10:51 AM EDT, 06/13/2024 (MT Newswires) -- Deputy Governor Sharon Kozicki delivered a speech Thursday at a CABE event in Ottawa on the evolution of the Bank of Canada's (BoC) extraordinary measures, noted Desjardins.
Kozicki cited research from staff at the central bank which suggests that 10-year Government of Canada (GoC) bond yields could have been as much as 80bps higher if the BoC hadn't conducted quantitative easing (QE). That seems high even though the program was incredibly large for the size of the Canadian bond market, said Desjardins.
As quantitative tightening (QT) continues now, and bonds mature and roll off the BoC's balance sheet, the bank doesn't expect 80bps of term premium to be reintroduced back into the market. To be fair, Kozicki did mention that estimates ranged from 20bps to 80bps, although she seemed to favor the latter number.
The BoC intends to end QT sometime in 2025. The analysis of Desjardins suggests that settlement balances will reach the top end of the BoC's desired range in the second half of the year. That said, the central bank probably won't be buying bonds for normal balance sheet operations until 2026.
Officials have outlined a plan to first purchase term repos to replace maturing bonds and normal balance sheet growth. After that, they will move on to T-Bills. Only after refilling their balance sheet to sufficient levels with those assets will they begin buying bonds once again, pointed out the bank.
The reduction in duration held on the BoC's balance sheet over the next couple of years should support a steepening yield curve by putting more product in the hands of private sector players and, as such, pushing term-premiums on bonds higher.
The BoC plans on conducting a comprehensive review of the extraordinary measures taken during the pandemic. That said, Kozicki might have let the cat out of the bag when she said that the bar for employing QE again is very high, added Desjardins.

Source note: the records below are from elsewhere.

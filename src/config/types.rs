//! Core configuration types.
//! - Config holds runtime settings with sensible defaults.
//! - LogLevel represents verbosity with simple parsing helpers.
//! - ConfirmMode selects when the user is asked before an item is moved.

use std::fmt;
use std::path::PathBuf;
use std::str::FromStr;

use super::paths;

/// Program-defined verbosity levels exposed to users/config.
#[derive(Debug, Clone, PartialEq, Eq, Default)]
pub enum LogLevel {
    /// Only errors
    Quiet,
    /// Informational output (default)
    #[default]
    Normal,
    /// More info (like verbose)
    Info,
    /// Debug/trace
    Debug,
}

impl LogLevel {
    /// Parse common string names into our LogLevel (case-insensitive).
    pub fn parse(s: &str) -> Option<Self> {
        match s.to_ascii_lowercase().as_str() {
            "quiet" | "error" | "none" => Some(LogLevel::Quiet),
            "normal" => Some(LogLevel::Normal),
            "info" | "verbose" | "detailed" => Some(LogLevel::Info),
            "debug" | "trace" => Some(LogLevel::Debug),
            _ => None,
        }
    }
}

impl fmt::Display for LogLevel {
    fn fmt(&self, f: &mut fmt::Formatter<'_>) -> fmt::Result {
        let s = match self {
            LogLevel::Quiet => "quiet",
            LogLevel::Normal => "normal",
            LogLevel::Info => "info",
            LogLevel::Debug => "debug",
        };
        f.write_str(s)
    }
}

impl FromStr for LogLevel {
    type Err = String;
    fn from_str(s: &str) -> Result<Self, Self::Err> {
        Self::parse(s).ok_or_else(|| format!("invalid log level: '{s}'"))
    }
}

/// When to ask the user before moving an item.
#[derive(Debug, Clone, Copy, PartialEq, Eq, Default)]
pub enum ConfirmMode {
    /// Ask for every item (`-i`).
    Always,
    /// Never ask (`-f`).
    Never,
    /// Ask only for items the process cannot write to.
    #[default]
    WriteProtected,
}

impl ConfirmMode {
    pub fn parse(s: &str) -> Option<Self> {
        match s.trim().to_ascii_lowercase().as_str() {
            "always" | "interactive" => Some(ConfirmMode::Always),
            "never" | "force" => Some(ConfirmMode::Never),
            "write-protected" | "write_protected" | "protected" => {
                Some(ConfirmMode::WriteProtected)
            }
            _ => None,
        }
    }
}

impl fmt::Display for ConfirmMode {
    fn fmt(&self, f: &mut fmt::Formatter<'_>) -> fmt::Result {
        f.write_str(match self {
            ConfirmMode::Always => "always",
            ConfirmMode::Never => "never",
            ConfirmMode::WriteProtected => "write-protected",
        })
    }
}

impl FromStr for ConfirmMode {
    type Err = String;
    fn from_str(s: &str) -> Result<Self, Self::Err> {
        Self::parse(s).ok_or_else(|| format!("invalid confirm mode: '{s}'"))
    }
}

/// Runtime configuration used by the remover.
#[derive(Debug, Clone)]
pub struct Config {
    /// Basket root; `files/` and `info/` live underneath
    pub basket: PathBuf,
    /// When to prompt before moving an item
    pub confirm: ConfirmMode,
    /// Glob patterns matched against base names; empty means everything is relevant
    pub patterns: Vec<String>,
    /// Console verbosity
    pub log_level: LogLevel,
    /// Optional path to a log file
    pub log_file: Option<PathBuf>,
    /// If true, log the plan but do not modify the filesystem
    pub dry_run: bool,
}

impl Default for Config {
    fn default() -> Self {
        Self {
            basket: paths::default_basket_path(),
            confirm: ConfirmMode::default(),
            patterns: Vec::new(),
            log_level: LogLevel::Normal,
            log_file: None,
            dry_run: false,
        }
    }
}

impl Config {
    /// Construct a Config with an explicit basket; other fields use defaults.
    pub fn new(basket: impl Into<PathBuf>) -> Self {
        Self {
            basket: basket.into(),
            ..Default::default()
        }
    }

    pub fn with_confirm(mut self, confirm: ConfirmMode) -> Self {
        self.confirm = confirm;
        self
    }
}
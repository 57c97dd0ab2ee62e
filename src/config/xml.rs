//! XML configuration support.
//! - Loads settings from config.xml (quick_xml + serde).
//! - A missing file means "use defaults"; a malformed one is an error.
//!
//! Notes:
//! - This module only reads the config file; the basket itself is created by `Basket::ensure`.
//! - Unknown XML fields are rejected to surface misconfigurations early.

use anyhow::{Context, Result};
use quick_xml::de::from_str as from_xml_str;
use serde::Deserialize;
use std::fs;
use std::path::Path;
use tracing::debug;

use super::paths::{default_config_path, expand_tilde};
use crate::config::types::{Config, ConfirmMode, LogLevel};

/// Struct mirroring the XML config for deserialization.
#[derive(Debug, Deserialize)]
#[serde(rename = "config")]
#[serde(deny_unknown_fields)]
struct XmlConfig {
    #[serde(rename = "basket")]
    basket: Option<String>,
    #[serde(rename = "confirm")]
    confirm: Option<String>,
    /// Repeated `<pattern>` elements
    #[serde(rename = "pattern", default)]
    patterns: Vec<String>,
    #[serde(rename = "log_level")]
    log_level: Option<String>,
    #[serde(rename = "log_file")]
    log_file: Option<String>,
    #[serde(rename = "dry_run")]
    dry_run: Option<bool>,
}

fn non_empty(s: &str) -> Option<&str> {
    let trimmed = s.trim();
    if trimmed.is_empty() { None } else { Some(trimmed) }
}

// Map XmlConfig -> Config, falling back to defaults field by field.
fn xml_to_config(parsed: XmlConfig) -> Result<Config> {
    let mut cfg = Config::default();

    if let Some(b) = parsed.basket.as_deref().and_then(non_empty) {
        cfg.basket = expand_tilde(b);
    }
    if let Some(c) = parsed.confirm.as_deref().and_then(non_empty) {
        cfg.confirm = c.parse::<ConfirmMode>().map_err(anyhow::Error::msg)?;
    }
    cfg.patterns = parsed
        .patterns
        .iter()
        .filter_map(|p| non_empty(p))
        .map(str::to_string)
        .collect();
    if let Some(s) = parsed.log_level.as_deref().and_then(non_empty) {
        cfg.log_level = s.parse::<LogLevel>().map_err(anyhow::Error::msg)?;
    }
    cfg.log_file = parsed.log_file.as_deref().and_then(non_empty).map(expand_tilde);
    cfg.dry_run = parsed.dry_run.unwrap_or(false);

    Ok(cfg)
}

/// Load a Config from a specific XML file path.
pub fn load_config_from_xml_path(path: &Path) -> Result<Config> {
    let contents = fs::read_to_string(path)
        .with_context(|| format!("read config xml '{}'", path.display()))?;
    let parsed: XmlConfig = from_xml_str(&contents)
        .with_context(|| format!("parse config xml '{}'", path.display()))?;
    xml_to_config(parsed).with_context(|| format!("config xml '{}'", path.display()))
}

/// Load the effective Config: $SMART_RM_CONFIG or the default location.
/// Returns defaults when no file exists there.
pub fn load_config() -> Result<Config> {
    let Some(path) = default_config_path() else {
        debug!("no config location available; using defaults");
        return Ok(Config::default());
    };
    if !path.exists() {
        debug!(path = %path.display(), "config file not found; using defaults");
        return Ok(Config::default());
    }
    debug!(path = %path.display(), "loading config");
    load_config_from_xml_path(&path)
}
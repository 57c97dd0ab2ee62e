//! Shared temporary name helpers for platform modules.
//! Provides unique sibling filenames for atomic write operations.
use std::path::{Path, PathBuf};
use std::time::{SystemTime, UNIX_EPOCH};

static COUNTER: std::sync::atomic::AtomicU64 = std::sync::atomic::AtomicU64::new(0);

/// Generate a unique hidden sibling temp name for atomic writes.
/// Pattern: .smart_rm.tmp.<pid>.<nanos>.<seq>
pub fn tmp_sibling_name(target: &Path) -> PathBuf {
    let pid = std::process::id();
    let nanos = SystemTime::now().duration_since(UNIX_EPOCH).map(|d| d.as_nanos()).unwrap_or(0);
    let seq = COUNTER.fetch_add(1, std::sync::atomic::Ordering::Relaxed);
    let name = format!(".smart_rm.tmp.{pid}.{nanos}.{seq}");
    target.parent().unwrap_or_else(|| Path::new(".")).join(name)
}
//! Platform-specific helpers.
//! This module hides OS differences (Unix/Windows) behind a uniform API so
//! the rest of the codebase can remain platform-agnostic.

mod temp;
#[cfg(unix)]
mod unix;
#[cfg(not(unix))]
mod windows;

pub use temp::tmp_sibling_name;

#[cfg(unix)]
pub use unix::{atomic_write_0600, is_write_protected, open_log_file_secure_append, set_dir_mode_0700};

#[cfg(not(unix))]
pub use windows::{
    atomic_write_0600, is_write_protected, open_log_file_secure_append, set_dir_mode_0700,
};
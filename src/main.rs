use anyhow::Result;
use std::process::ExitCode;

mod app;
mod logging;

fn main() -> Result<ExitCode> {
    let args = smart_rm::cli::parse();
    app::run(args)
}
//! Windows implementations of platform helpers (best-effort, no ACL awareness).
//!
//! Notes:
//! - Windows lacks POSIX mode semantics; we do not attempt ACL management here.
//! - Writes are done via temp + rename to be atomic.

use anyhow::{Context, Result};
use std::fs::{self, File, OpenOptions};
use std::io::{self, Write};
use std::path::Path;

use super::temp::tmp_sibling_name;

/// Open log file for appending (best-effort; no symlink defense available via std on Windows).
pub fn open_log_file_secure_append(path: &Path) -> io::Result<File> {
    OpenOptions::new().create(true).append(true).open(path)
}

/// Write `contents` to `path` through a temp sibling and a rename.
pub fn atomic_write_0600(path: &Path, contents: &[u8]) -> Result<()> {
    let tmp = tmp_sibling_name(path);
    let mut f = OpenOptions::new()
        .write(true)
        .create_new(true)
        .open(&tmp)
        .with_context(|| format!("create temp '{}'", tmp.display()))?;
    if let Err(e) = f.write_all(contents).and_then(|_| f.sync_all()) {
        drop(f);
        let _ = fs::remove_file(&tmp);
        return Err(e).with_context(|| format!("write temp '{}'", tmp.display()));
    }
    drop(f);
    if path.exists() {
        let _ = fs::remove_file(path);
    }
    if let Err(e) = fs::rename(&tmp, path) {
        let _ = fs::remove_file(&tmp);
        return Err(e)
            .with_context(|| format!("rename '{}' -> '{}'", tmp.display(), path.display()));
    }
    Ok(())
}

/// No-op on Windows; POSIX-style directory modes are not applicable.
pub fn set_dir_mode_0700(_path: &Path) -> io::Result<()> {
    Ok(())
}

/// Read-only attribute stands in for write access on Windows.
pub fn is_write_protected(path: &Path) -> bool {
    fs::symlink_metadata(path)
        .map(|m| m.permissions().readonly())
        .unwrap_or(false)
}
use std::fs::{self, File};
use std::io;
use std::path::{Path, PathBuf};

/// Resolve `..` and symlinked ancestors of `path`. The final component is
/// kept as is, so a symlink named on the command line stays a leaf.
pub fn resolve_parent(path: &Path) -> io::Result<PathBuf> {
    let abs = std::path::absolute(path)?;
    match (abs.parent(), abs.file_name()) {
        (Some(parent), Some(name)) => Ok(fs::canonicalize(parent)?.join(name)),
        // "/" or a path ending in ".."
        _ => fs::canonicalize(&abs),
    }
}

/// Canonicalize the deepest existing ancestor of `path` and re-attach the
/// components that do not exist yet. Falls back to the absolute form.
pub fn resolve_existing_prefix(path: &Path) -> PathBuf {
    let abs = std::path::absolute(path).unwrap_or_else(|_| path.to_path_buf());
    let mut missing = Vec::new();
    let mut cur = abs.as_path();
    loop {
        if let Ok(real) = fs::canonicalize(cur) {
            return missing.iter().rev().fold(real, |acc, name| acc.join(name));
        }
        match (cur.parent(), cur.file_name()) {
            (Some(parent), Some(name)) => {
                missing.push(name.to_os_string());
                cur = parent;
            }
            _ => return abs,
        }
    }
}

pub(super) fn is_cross_device(e: &io::Error) -> bool {
    // std::io::ErrorKind::CrossesDevices is still unstable,
    // so detect EXDEV / ERROR_NOT_SAME_DEVICE via raw OS error codes.
    match e.raw_os_error() {
        #[cfg(unix)]
        Some(code) => code == libc::EXDEV,
        #[cfg(windows)]
        Some(code) => code == 17,
        #[cfg(not(any(unix, windows)))]
        Some(_) => false,
        None => false,
    }
}

#[cfg(unix)]
pub(super) fn fsync_dir(dir: &Path) -> io::Result<()> {
    let f = File::open(dir)?;
    f.sync_all()
}

#[cfg(not(unix))]
pub(super) fn fsync_dir(_dir: &Path) -> io::Result<()> {
    Ok(())
}

#[cfg(test)]
mod tests {
    use super::*;

    #[test]
    fn resolve_parent_collapses_dot_dot() {
        let td = tempfile::tempdir().unwrap();
        let real = fs::canonicalize(td.path()).unwrap();
        fs::create_dir(real.join("sub")).unwrap();
        assert_eq!(resolve_parent(&real.join("sub").join("..")).unwrap(), real);
        assert_eq!(
            resolve_parent(&real.join("sub").join("..").join("x")).unwrap(),
            real.join("x")
        );
    }

    #[cfg(unix)]
    #[test]
    fn resolve_parent_keeps_symlinked_leaf() {
        let td = tempfile::tempdir().unwrap();
        let real = fs::canonicalize(td.path()).unwrap();
        fs::create_dir(real.join("target")).unwrap();
        std::os::unix::fs::symlink(real.join("target"), real.join("link")).unwrap();
        assert_eq!(resolve_parent(&real.join("link")).unwrap(), real.join("link"));
        assert_eq!(
            resolve_parent(&real.join("link").join("f")).unwrap(),
            real.join("target").join("f")
        );
    }

    #[test]
    fn existing_prefix_resolves_and_keeps_missing_tail() {
        let td = tempfile::tempdir().unwrap();
        let real = fs::canonicalize(td.path()).unwrap();
        fs::create_dir(real.join("sub")).unwrap();
        let wanted = real.join("sub").join("..").join("basket").join("files");
        assert_eq!(resolve_existing_prefix(&wanted), real.join("basket").join("files"));
    }

    #[cfg(unix)]
    #[test]
    fn exdev_is_cross_device() {
        assert!(is_cross_device(&io::Error::from_raw_os_error(libc::EXDEV)));
        assert!(!is_cross_device(&io::Error::from_raw_os_error(libc::EACCES)));
        assert!(!is_cross_device(&io::Error::other("x")));
    }
}
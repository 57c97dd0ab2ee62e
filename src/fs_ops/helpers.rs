//! I/O error descriptions.
//!
//! Builds human-friendly messages with the operation, the path and a
//! platform-aware hint, used for the `context` of permission errors and for
//! warnings about orphaned records.

use std::io;
use std::path::Path;

/// Format a human-friendly message with op/path plus platform-aware hints.
pub fn describe_io_error(op: &str, path: &Path, e: &io::Error) -> String {
    let mut msg = format!("{} '{}': {}", op, path.display(), e);

    if let Some(code) = e.raw_os_error() {
        #[cfg(unix)]
        {
            match code {
                libc::EACCES | libc::EPERM => {
                    msg.push_str(" (permission denied; check ownership and write permissions)");
                }
                libc::EXDEV => {
                    msg.push_str(" (cross-filesystem; atomic rename not possible)");
                }
                libc::EBUSY => {
                    msg.push_str(" (resource busy; ensure no other process is using it)");
                }
                libc::ENOENT => {
                    msg.push_str(" (path not found; it may have been removed concurrently)");
                }
                libc::ENOTEMPTY => {
                    msg.push_str(" (directory not empty)");
                }
                libc::ENOSPC => {
                    msg.push_str(" (insufficient space on device)");
                }
                libc::EROFS => {
                    msg.push_str(" (read-only filesystem; cannot write here)");
                }
                libc::ENAMETOOLONG => {
                    msg.push_str(" (filename or path too long)");
                }
                _ => {}
            }
        }
        #[cfg(windows)]
        {
            match code {
                5 => msg.push_str(" (access denied; check permissions)"),
                17 => msg.push_str(" (not same device; cross-filesystem move)"),
                32 => msg.push_str(" (sharing violation; file is in use)"),
                2 | 3 => msg.push_str(" (path not found)"),
                112 => msg.push_str(" (insufficient disk space)"),
                _ => {}
            }
        }
        msg.push_str(&format!(" [os code: {}]", code));
    } else {
        match e.kind() {
            io::ErrorKind::PermissionDenied => {
                msg.push_str(" (permission denied; check ownership and write permissions)");
            }
            io::ErrorKind::NotFound => {
                msg.push_str(" (path not found; it may have been removed concurrently)");
            }
            io::ErrorKind::AlreadyExists => {
                msg.push_str(" (already exists)");
            }
            _ => {}
        }
    }

    msg
}

#[cfg(test)]
mod tests {
    use super::*;

    #[test]
    fn notfound_fallback_hint_includes_path() {
        let p = Path::new("/nonexistent/path/for/test");
        let msg = describe_io_error("rename", p, &io::Error::from(io::ErrorKind::NotFound));
        assert!(msg.contains("rename"));
        assert!(msg.contains("/nonexistent/path/for/test"));
        assert!(msg.contains("path not found"));
    }

    #[cfg(unix)]
    #[test]
    fn eacces_hint_and_code_present() {
        let p = Path::new("/tmp");
        let msg = describe_io_error("write", p, &io::Error::from_raw_os_error(libc::EACCES));
        assert!(msg.contains("permission denied"), "msg was: {}", msg);
        assert!(msg.contains("[os code: 13]"), "msg was: {}", msg);
    }
}
//! Application orchestrator.
//! Loads/merges config, initializes logging, installs the signal handler,
//! runs the remover over the given paths and reports failures.

use anyhow::{Context, Result};
use std::process::ExitCode;
use std::sync::{Arc, Mutex};
use tracing::{debug, info};

use smart_rm::cli::Args;
use smart_rm::output as out;
use smart_rm::{
    BatchReport, CONFIG_ENV, LogLevel, RemovalOutcome, Remover, default_config_path, load_config,
    shutdown,
};

use crate::logging::init_tracing;

/// Run the CLI application.
pub fn run(args: Args) -> Result<ExitCode> {
    // Handle --print-config before logging init
    if args.print_config {
        print_config_location();
        return Ok(ExitCode::SUCCESS);
    }

    let mut cfg = load_config()?;
    args.apply_overrides(&mut cfg);

    let guard_opt = init_tracing(&cfg.log_level, cfg.log_file.as_deref(), args.json).map_err(|e| {
        out::print_error(&format!("failed to initialize logging: {e}"));
        e
    })?;

    // Guard needs to be dropped on SIGINT to flush logs
    let guard_slot = Arc::new(Mutex::new(guard_opt));
    {
        let guard_slot = Arc::clone(&guard_slot);
        ctrlc::set_handler(move || {
            shutdown::request();
            out::print_warn("received interrupt; finishing the current path and stopping");
            if let Ok(mut g) = guard_slot.lock() {
                let _ = g.take();
            }
        })
        .context("failed to install signal handler")?;
    }

    debug!(?cfg, mode = ?args.mode(), "Starting smart_rm");

    let result = Remover::from_config(&cfg)
        .map_err(anyhow::Error::from)
        .and_then(|remover| {
            remover
                .remove_list(&args.paths, args.mode())
                .map_err(anyhow::Error::from)
        });

    let code = match result {
        Ok(report) => {
            report_outcomes(&report, &cfg.log_level, cfg.dry_run);
            if report.has_failures() || report.interrupted {
                ExitCode::FAILURE
            } else {
                ExitCode::SUCCESS
            }
        }
        Err(e) => {
            out::print_error(&format!("{e:#}"));
            ExitCode::FAILURE
        }
    };

    // Ensure logs are flushed before exit
    if let Ok(mut g) = guard_slot.lock() {
        let _ = g.take();
    }
    Ok(code)
}

fn print_config_location() {
    if let Ok(cfg_env) = std::env::var(CONFIG_ENV) {
        out::print_info(&format!("Using {CONFIG_ENV} (explicit):\n  {cfg_env}"));
        return;
    }
    match default_config_path() {
        Some(p) => {
            out::print_info(&format!("Default smart_rm config path:\n  {}", p.display()));
            if !p.exists() {
                out::print_info("No config file exists there yet; built-in defaults are used.");
            }
        }
        None => out::print_error("could not determine a default config path"),
    }
}

/// One line per failed path; per-item lines only when verbose.
fn report_outcomes(report: &BatchReport, level: &LogLevel, dry_run: bool) {
    let verbose = matches!(level, LogLevel::Info | LogLevel::Debug);
    for (path, outcome) in &report.outcomes {
        match outcome {
            RemovalOutcome::Failed(e) => {
                out::print_error(&format!("cannot remove '{}': {e}", path.display()));
            }
            RemovalOutcome::Completed(summary) => {
                if dry_run {
                    for item in &summary.would_move {
                        out::print_user(&format!("would remove '{}'", item.path.display()));
                    }
                } else if verbose {
                    for moved in &summary.moved {
                        out::print_user(&format!("removed '{}'", moved.original.display()));
                    }
                }
                if summary.orphaned > 0 {
                    out::print_warn(&format!(
                        "{} item(s) from '{}' were moved without a restore record",
                        summary.orphaned,
                        path.display()
                    ));
                }
            }
        }
    }
    if report.interrupted {
        out::print_warn("interrupted; remaining paths were not processed");
    }
    info!(moved = report.moved_count(), failed = report.failures().count(), "Removal finished");
}
//! Atomic rename helper.
//! - Refuses to replace an existing destination (basket entries are never overwritten).
//! - On Unix, best-effort fsync of the destination directory after rename.

use std::fs;
use std::io;
use std::path::Path;

pub fn try_atomic_move(src: &Path, dst: &Path) -> io::Result<()> {
    // rename(2) silently replaces files; the name was chosen free, keep it that way.
    if dst.symlink_metadata().is_ok() {
        return Err(io::Error::new(
            io::ErrorKind::AlreadyExists,
            format!("basket entry already exists: {}", dst.display()),
        ));
    }

    fs::rename(src, dst)?;

    // Ignore fsync errors to avoid turning a successful rename into a failure.
    if let Some(parent) = dst.parent() {
        let _ = super::util::fsync_dir(parent);
    }

    Ok(())
}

The BoC had difficulty calibrating the policy in the fog of COVID-19. Instead of focusing on the size of the bond market, central bankers chose to look at the size of the economy to determine how much bond-buying would be needed. In the end, that resulted in a much larger than necessary program which was clearly counterproductive given the surge in inflation, even if policymakers point to supply-chain disruptions as the main cause of the spike in prices.
For now, the focus remains on the policy rate, according to Desjardins. With a 25bps rate reduction last week, Kozicki reiterated that it's reasonable to expect further cuts assuming inflation continues to decelerate. The reason to continue QT while also cutting rates (easing policy) comes down to the different objectives of the two.
QT aims to return the balance sheet to a more normal size and composition, so reducing the BoC's footprint in the bond market. While it does have monetary policy spillovers, that's not the main objective. The main tool for adjusting the stance of monetary policy is interest rates. That's why lower inflation has led to lower interest rates, a trend that should continue, noted the bank.
Desjardins expects another three rate cuts this year and six in 2025.